Multimedia =Zara &Kutsi =Aşıklar şehri. Son kez dediğim yerde açın Canolarım ;)
Akşamı bekleyemedim :))
Heyecandan yazmayı unuttum. Genel kurgu sıralamasında "Bir Berdel Bedeli" Rojgül hikayemiz "5."sırada arkadaşlar. Hepinize desteğinizden ötürü çok teşekkür ederim
Bu bölüme kadar her daim yanımda olan kardeşim, bacım, görümcem -esaretim- e sonsuz teşekkür ederim. Hamile olan Cano'ma Allah hayırlı evlat yetiştirmeyi nasip etsin inşallah.
Keyifli okumalar CanoCanlar :)
"Neyi nasıl söyleyeceksin Akif" diyerek önce fısıltı gibi konuştu genç kadın. Akif'in yüzü donuk, gözleri kapalıydı duymuyordu karısının sözlerini. "Akif. Söylesene.....söyle dedim.... Akif" diyerek bağırdı sonrasında. "Rojgül". Kocası neden konuşmuyordu ki. Neden susuyordu. "Akiiiif" diyerek tekrar tekrar boğazı sızlarcasına bağırdı Rojgül.
"Rojgül'üm.. uyan. Uyan hadi kabus görüyorsun.."Akif izin verme yalvarırım izin verme.".......Rojgül" Akif hem ağlayan hemde birşeyler sayıklayan karısını sakin tutup korkutmadan uyandırmak için Rojgül'ün hareket ettirdiği kollarını sıkı sıkıya tutmuş "Gule. Aç gözlerini. Sakın ol. Rojgül." Diyerek kendisine getirmeye çalışıyordu. Rojgül kocasının sesini duyduğu an kapattığı gözlerini bir hışımla açtı. "Akif" diyerek zaten akan gözyaşlarına yenilerini ekledi.
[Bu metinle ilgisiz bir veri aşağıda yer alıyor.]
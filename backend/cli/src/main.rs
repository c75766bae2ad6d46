mod terminal_output;

use std::net::SocketAddr;
use std::path::{Path, PathBuf};
use std::sync::Arc;
use std::time::Duration;

use anyhow::{anyhow, Context, Result};
use clap::{Parser, Subcommand};
use tracing::info;

use educheck_config::{load_and_prepare, EduCheckConfig};
use educheck_gateway::{start_server, GatewayState};
use educheck_grammar::TahrirchiClient;
use educheck_logging::init_logger;
use educheck_ocr::VisionOcrClient;
use educheck_pipeline::{AnalysisInput, AnalysisPipeline, ResultStore};

#[derive(Parser)]
#[command(name = "educheck")]
#[command(about = "EduCheck — handwritten essay analysis")]
#[command(version)]
struct Cli {
    /// Path to the YAML config file
    #[arg(long, global = true, default_value = "educheck.yaml")]
    config: PathBuf,

    #[command(subcommand)]
    command: Commands,
}

#[derive(Subcommand)]
enum Commands {
    /// Start the EduCheck HTTP gateway
    Serve {
        /// Port to bind the HTTP server to
        #[arg(short, long)]
        port: Option<u16>,
    },
    /// Run the full pipeline on an essay image
    Analyze {
        /// Path to the image file
        image: PathBuf,
        /// Emit the result as JSON instead of a report
        #[arg(long)]
        json: bool,
    },
    /// Grammar-check raw text (skips OCR)
    Check {
        /// Text to check; omit to read from --file
        text: Option<String>,
        /// Read the text from a file instead
        #[arg(long)]
        file: Option<PathBuf>,
        /// Emit the result as JSON instead of a report
        #[arg(long)]
        json: bool,
    },
    /// Query a running gateway's health endpoint
    Status,
}

#[tokio::main]
async fn main() -> Result<()> {
    let cli = Cli::parse();
    let config = load_and_prepare(&cli.config).await?;

    init_logger(
        config.logging.dir.as_deref().map(Path::new),
        &config.logging.level,
    );

    match cli.command {
        Commands::Serve { port } => {
            let mut config = config;
            if let Some(port) = port {
                config.gateway.port = port;
            }
            run_server(config).await?;
        }
        Commands::Analyze { image, json } => {
            let bytes = std::fs::read(&image)
                .with_context(|| format!("Failed to read image {}", image.display()))?;
            run_analysis(config, AnalysisInput::Image(bytes), json).await?;
        }
        Commands::Check { text, file, json } => {
            let text = match (text, file) {
                (Some(text), _) => text,
                (None, Some(path)) => std::fs::read_to_string(&path)
                    .with_context(|| format!("Failed to read {}", path.display()))?,
                (None, None) => return Err(anyhow!("Provide TEXT or --file PATH")),
            };
            run_analysis(config, AnalysisInput::Text(text), json).await?;
        }
        Commands::Status => {
            let client = reqwest::Client::new();
            match client
                .get(format!(
                    "http://localhost:{}/api/health",
                    config.gateway.port
                ))
                .timeout(Duration::from_secs(5))
                .send()
                .await
            {
                Ok(resp) => {
                    let body: serde_json::Value = resp.json().await?;
                    println!("{}", serde_json::to_string_pretty(&body)?);
                }
                Err(_) => {
                    println!(
                        "EduCheck gateway is not running on port {}",
                        config.gateway.port
                    );
                }
            }
        }
    }

    Ok(())
}

async fn run_server(config: EduCheckConfig) -> Result<()> {
    info!(
        port = config.gateway.port,
        bind = %config.gateway.bind_address,
        "Starting EduCheck gateway"
    );
    info!(config = ?config.redacted(), "Effective configuration");

    let addr: SocketAddr = format!("{}:{}", config.gateway.bind_address, config.gateway.port)
        .parse()
        .context("Invalid gateway bind address")?;
    let state = Arc::new(GatewayState::from_config(config));
    start_server(addr, state).await
}

async fn run_analysis(config: EduCheckConfig, input: AnalysisInput, json: bool) -> Result<()> {
    let recognizer = VisionOcrClient::new(&config.ocr.endpoint)
        .with_timeout(Duration::from_secs(config.ocr.timeout_secs));
    let mut checker = TahrirchiClient::new(&config.grammar.endpoint)
        .with_timeout(Duration::from_secs(config.grammar.timeout_secs));
    if let Some(token) = &config.grammar.auth_token {
        checker = checker.with_auth_token(token);
    }

    let store = ResultStore::new();
    let mut pipeline = AnalysisPipeline::new(recognizer, checker, store.clone())
        .with_prepare_delay(Duration::ZERO);

    let result = pipeline.run(input).await?;
    let extracted = store
        .extracted()
        .await
        .ok_or_else(|| anyhow!("Pipeline finished without extracted text"))?;

    if json {
        let payload = serde_json::json!({
            "text": extracted.text,
            "result": result,
        });
        println!("{}", serde_json::to_string_pretty(&payload)?);
    } else {
        terminal_output::print_result(&extracted.text, &result);
    }

    Ok(())
}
Genç adam Rojgül'ün üzerine eğilmiş vaziyette iki eli karısının kollarını sıkı bir şekilde tutmuş, gözlerinin içine bakıyordu. Kocasını gören Rojgül ağlarken birşeyler anlatmak için elini kolunu oynatmaya çalışıyordu ama sargıda olan kolundan dolayı canını yakmaktan daha ilerisine gidememişti. Genç adam "Şiiştt yok birşey geçti. Sadece Kabus gördün gülüm." Diyerek karısının başını göğsüne yaslayıp sakinleştirmeye çalıştı. Zira Rojgül delirmiş gibi ne dediğini bilmediği gibi Akif'in de ne dediğini duymuyor gibiydi. "Geçti. Sakın ol. Tamam,tamam. Geçti" dedi genç adam karısının saçlarını şefkatle okşarken.
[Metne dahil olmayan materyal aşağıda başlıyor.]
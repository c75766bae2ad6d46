use thiserror::Error;

/// Top-level error type for the EduCheck backend.
///
/// Most client code absorbs transport failures into fallback values instead
/// of propagating them; this type covers the places where a failure is
/// actually surfaced (validation, storage, configuration, the gateway).
#[derive(Debug, Error)]
pub enum EduCheckError {
    #[error("validation error: {0}")]
    Validation(String),

    #[error("transport error ({status}): {message}")]
    Transport { status: u16, message: String },

    #[error("request timed out after {0}s")]
    Timeout(u64),

    #[error("unexpected response shape: {0}")]
    UnexpectedResponse(String),

    #[error("storage error: {0}")]
    Storage(String),

    #[error("configuration error: {0}")]
    Config(String),

    #[error(transparent)]
    Other(#[from] anyhow::Error),
}

impl EduCheckError {
    /// User-facing message for a non-2xx status from one of the remote
    /// collaborators. The gateway maps these onto its JSON error bodies.
    pub fn message_for_status(status: u16) -> &'static str {
        match status {
            413 => "Image file too large",
            429 => "Too many requests",
            s if s >= 500 => "Server error",
            408 => "Request timeout",
            _ => "API error",
        }
    }
}

#[cfg(test)]
mod tests {
    use super::*;

    #[test]
    fn test_status_message_mapping() {
        assert_eq!(EduCheckError::message_for_status(413), "Image file too large");
        assert_eq!(EduCheckError::message_for_status(429), "Too many requests");
        assert_eq!(EduCheckError::message_for_status(500), "Server error");
        assert_eq!(EduCheckError::message_for_status(503), "Server error");
        assert_eq!(EduCheckError::message_for_status(408), "Request timeout");
        assert_eq!(EduCheckError::message_for_status(404), "API error");
    }

    #[test]
    fn test_error_display() {
        let err = EduCheckError::Transport {
            status: 429,
            message: "rate limited".into(),
        };
        assert_eq!(err.to_string(), "transport error (429): rate limited");
    }
}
"Akif" sağlam olan eliyle karnını, kadınlığını yokladı genç kadın. Böyle birşey olmuşsa bu kez cidden dayanamazdı artık. "Ne oldu bana Akif. Ne olur herşeyi anlat" hem duymak istiyor hemde duymak istemediği şeyleri duymaktan korkuyordu. "Abin olacak cibiliyetsiz hava atacağım diye havaya ateş edince senin omzuna denk geldi" dedi genç adam. Evet tam olarak böyle olmuştu. Rojgül silahın sesinden etkilenip kalabalığın verdiği duygu karmaşasında dayanamamış omzundan vurulduğundan hemen sonra bayılmıştı. Öyle ki omzundan vurulduğunu bile Akif'in söylemesi üzerine anlamıştı.
Peki ya o gördükleri, Akif'in isyanı, ağlamaları sonra doktorun konuşmaları, bebek. Evet ya bebek. Aklına gelenlerle "Akif ben. Ben çok kötü bir kabus gördüm. Kabus mu onuda bilmiyorum. Doktor rahmimi alıyordu. Bizim çocuğumuz hiç olmayacakmış öyle demişti. Sonra sen ağlıyordun hiç baba olamayacağın için " diyerek tekrar hıçkırarak ağlamaya başladı. Elleri yüzünü örterken utanmayı bir kenara bırakmıştı Rojgül. İkna edilmeye ihtiyacı vardı. O olayların, olup biten herşeyin kendi bilinçaltının bir oyunu olduğuna ikna olması lazımdı.
Karısının çocuk olayından bu kadar etkilenebileceği aklına bile gelmeyen Akif; Rojgül'ün yüzünü iki elinin içine alıp "Oy kurban olduğum. Senin o güzel aklının içinde neler dönüyormuş öyle.... ama öyle bir şey yok gule. Sil at kafandan bunları."dedikten sonra hafif tebessümle devam etti sözlerine " sen ne fena birşey oldun böyle hatun." Dedi.